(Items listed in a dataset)
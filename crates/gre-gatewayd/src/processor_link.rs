//! TCP connection manager for forwarding processors.
//!
//! One thread per processor connects, reports the connection to the
//! engine, then reads length-framed provisioning replies until the peer
//! goes away. Losing the connection is reported as a shutdown and the
//! thread reconnects after a pause.

use std::io::{self, Read};
use std::net::{SocketAddr, TcpStream};
use std::sync::atomic::{AtomicBool, Ordering};
use std::sync::Arc;
use std::thread::{self, JoinHandle};
use std::time::Duration;

use tracing::{debug, info, warn};

use crate::dpclient::{ProcessorTransport, TcpTransport};
use crate::error::{GatewayError, Result};
use crate::proto::provision::{frame_len, HEADER_LEN};
use crate::session::SessionOrch;
use crate::store::DpId;

/// Largest provisioning message accepted from a processor.
const MAX_FRAME: usize = 1 << 20;

/// Connection events delivered to the engine.
pub trait ProcessorEvents: Send + Sync {
    fn connected(&self, dp: DpId, transport: Arc<dyn ProcessorTransport>) -> Result<()>;

    fn established(&self, dp: DpId) -> Result<()>;

    fn message(&self, dp: DpId, bytes: &[u8]);

    fn shutdown(&self, dp: DpId);
}

impl ProcessorEvents for SessionOrch {
    fn connected(&self, dp: DpId, transport: Arc<dyn ProcessorTransport>) -> Result<()> {
        self.processor_connected(dp, transport)
    }

    fn established(&self, dp: DpId) -> Result<()> {
        self.processor_established(dp)
    }

    fn message(&self, dp: DpId, bytes: &[u8]) {
        self.on_processor_message(dp, bytes);
    }

    fn shutdown(&self, dp: DpId) {
        if let Err(e) = self.processor_shutdown(dp) {
            debug!(dp = %dp, error = %e, "Shutdown for unknown processor");
        }
    }
}

/// Link settings.
#[derive(Debug, Clone, Copy)]
pub struct LinkOptions {
    /// Pause between connection attempts.
    pub retry: Duration,
    /// How often a blocked read checks for shutdown.
    pub poll: Duration,
}

impl Default for LinkOptions {
    fn default() -> Self {
        Self {
            retry: Duration::from_secs(2),
            poll: Duration::from_millis(200),
        }
    }
}

/// Connection manager of one processor.
pub struct ProcessorLink {
    dp: DpId,
    addr: SocketAddr,
    events: Arc<dyn ProcessorEvents>,
    stop: Arc<AtomicBool>,
    options: LinkOptions,
}

impl ProcessorLink {
    /// Starts the link thread.
    pub fn spawn(
        dp: DpId,
        addr: SocketAddr,
        events: Arc<dyn ProcessorEvents>,
        stop: Arc<AtomicBool>,
        options: LinkOptions,
    ) -> Result<JoinHandle<()>> {
        let link = Self {
            dp,
            addr,
            events,
            stop,
            options,
        };
        let name = format!("link-{dp}");
        thread::Builder::new()
            .name(name.clone())
            .spawn(move || link.run())
            .map_err(|source| GatewayError::Spawn { name, source })
    }

    fn stopped(&self) -> bool {
        self.stop.load(Ordering::Acquire)
    }

    fn run(&self) {
        info!(dp = %self.dp, addr = %self.addr, "Processor link started");
        while !self.stopped() {
            match TcpStream::connect_timeout(&self.addr, self.options.retry) {
                Ok(stream) => {
                    match self.serve(stream) {
                        Ok(()) => info!(dp = %self.dp, "Processor connection closed"),
                        Err(e) => warn!(dp = %self.dp, error = %e, "Processor connection lost"),
                    }
                    self.events.shutdown(self.dp);
                }
                Err(e) => debug!(dp = %self.dp, addr = %self.addr, error = %e, "Connect failed"),
            }
            self.pause();
        }
        info!(dp = %self.dp, "Processor link stopped");
    }

    fn pause(&self) {
        let step = self.options.poll.min(self.options.retry);
        let mut waited = Duration::ZERO;
        while waited < self.options.retry && !self.stopped() {
            thread::sleep(step);
            waited += step;
        }
    }

    /// Runs one connection until EOF, error or shutdown.
    fn serve(&self, mut stream: TcpStream) -> Result<()> {
        stream.set_nodelay(true)?;
        stream.set_read_timeout(Some(self.options.poll))?;
        let writer = stream.try_clone()?;
        self.events
            .connected(self.dp, Arc::new(TcpTransport::new(writer)))?;
        self.events.established(self.dp)?;

        let mut pending: Vec<u8> = Vec::new();
        let mut chunk = vec![0u8; 64 * 1024];
        while !self.stopped() {
            let n = match stream.read(&mut chunk) {
                Ok(0) => return Ok(()),
                Ok(n) => n,
                Err(e)
                    if matches!(
                        e.kind(),
                        io::ErrorKind::WouldBlock
                            | io::ErrorKind::TimedOut
                            | io::ErrorKind::Interrupted
                    ) =>
                {
                    continue
                }
                Err(e) => return Err(e.into()),
            };
            pending.extend_from_slice(&chunk[..n]);

            while let Some(len) = frame_len(&pending) {
                if !(HEADER_LEN..=MAX_FRAME).contains(&len) {
                    return Err(GatewayError::malformed(format!(
                        "provisioning frame length {len}"
                    )));
                }
                if pending.len() < len {
                    break;
                }
                let frame: Vec<u8> = pending.drain(..len).collect();
                self.events.message(self.dp, &frame);
            }
        }
        Ok(())
    }
}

* **YOUR TASK**
What should appear is an exact copy of the lines from the one with "let frame: Vec<u8>" through the end of the entries above, ends included, and no other text.

* **WORKED SOLUTION**
                let frame: Vec<u8> = pending.drain(..len).collect();
                self.events.message(self.dp, &frame);
            }
        }
        Ok(())
    }
}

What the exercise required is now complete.